Americans are fine when they are able to just scrape by. We took the years of working long hours or two jobs to afford that 100-mile a day commute to get to our overpriced house. America listened to the news, and the bogus economic statistics for years. Something didn’t seem right, but everyone went along. Now, with the housing disaster, insane gas prices, a plunging dollar and big time inflation, people are at their breaking point. It’s going to come very, very, soon.


In a report that underscored the economy's persistent weakness, the Philadelphia Federal Reserve Bank said its business activity index dropped to minus 17.1 in June from minus 15.6 in May, well below Wall Street's forecasts around minus 10.

Prices paid soared to their highest levels since 1980.

"They are pretty bleak numbers," said David Sloan, economist at 4Cast Ltd. "There is not much to be said in favor of it."
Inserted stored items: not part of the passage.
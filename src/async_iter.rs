//! Iteration helpers that accept asynchronous callbacks.
//!
//! Each helper takes an owned sequence plus a callback returning a future,
//! and runs the callbacks either all at once ([`Mode::Parallel`]) or one
//! after another ([`Mode::Sequential`]).

use std::future::Future;

use futures_util::future::join_all;
use futures_util::stream::{FuturesUnordered, StreamExt};

use crate::error::{Error, Result};

/// How callbacks are scheduled.
#[derive(Debug, Clone, Copy, Default, PartialEq, Eq)]
pub enum Mode {
    /// Start every callback immediately and wait for all of them.
    #[default]
    Parallel,
    /// Await each callback before starting the next.
    Sequential,
}

/// Call `f(item, index)` for every item.
pub async fn for_each<T, F, Fut>(items: impl IntoIterator<Item = T>, mut f: F, mode: Mode)
where
    F: FnMut(T, usize) -> Fut,
    Fut: Future<Output = ()>,
{
    match mode {
        Mode::Parallel => {
            let pending: Vec<Fut> = items
                .into_iter()
                .enumerate()
                .map(|(index, item)| f(item, index))
                .collect();
            join_all(pending).await;
        }
        Mode::Sequential => {
            for (index, item) in items.into_iter().enumerate() {
                f(item, index).await;
            }
        }
    }
}

/// Map every item through `f(item, index)`.
///
/// Sequential mapping preserves input order. Parallel mapping collects
/// results as they complete, so faster callbacks come first.
pub async fn map<T, U, F, Fut>(items: impl IntoIterator<Item = T>, mut f: F, mode: Mode) -> Vec<U>
where
    F: FnMut(T, usize) -> Fut,
    Fut: Future<Output = U>,
{
    match mode {
        Mode::Parallel => {
            let pending: FuturesUnordered<Fut> = items
                .into_iter()
                .enumerate()
                .map(|(index, item)| f(item, index))
                .collect();
            pending.collect().await
        }
        Mode::Sequential => {
            let mut out = Vec::new();
            for (index, item) in items.into_iter().enumerate() {
                out.push(f(item, index).await);
            }
            out
        }
    }
}

/// Left fold with an optional seed.
///
/// Without a seed the first item becomes the accumulator. An empty sequence
/// with no seed fails with [`Error::ReduceWithoutInitialValue`].
pub async fn reduce<T, F, Fut>(
    items: impl IntoIterator<Item = T>,
    f: F,
    seed: Option<T>,
) -> Result<T>
where
    F: FnMut(T, T) -> Fut,
    Fut: Future<Output = T>,
{
    let mut iter = items.into_iter();
    let acc = match seed {
        Some(seed) => seed,
        None => iter.next().ok_or(Error::ReduceWithoutInitialValue)?,
    };
    Ok(fold(iter, acc, f).await)
}

/// Left fold where the accumulator may differ in type from the items.
pub async fn fold<T, A, F, Fut>(items: impl IntoIterator<Item = T>, seed: A, mut f: F) -> A
where
    F: FnMut(A, T) -> Fut,
    Fut: Future<Output = A>,
{
    let mut acc = seed;
    for item in items {
        acc = f(acc, item).await;
    }
    acc
}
Some analysts are hoping the weaker dollar's boost of exports could help the economy skirt recession, despite a teetering housing market and soft consumer spending. The latest figures indicated otherwise.


We're going down.


The Labor Department said producer prices over the last 12 months were up 7.2 percent in May, the eighth consecutive month prices rose more than 6 percent on a yearly basis.

The last time PPI produced this many straight months of above 6 percent year-over-year readings was the period between 1977 and 1982, a Labor Department official said.


Johnny can’t afford $1000 a month in gas. And he can’t afford the rise in food prices. And he’s got no savings. And he can’t afford health insurance. And he’s in massive debt. Who is Johnny going to get mad at? For every action there is a reaction. You can’t fuck over the poor the way this country has for 28 years without massive blowback. Time for the big boys to start watching their ass.

And that’s only the beginning. Periods of financial instability always lead to war. They always have. Wars begin because of debt. Oh, and some big country seems to be taking our oil….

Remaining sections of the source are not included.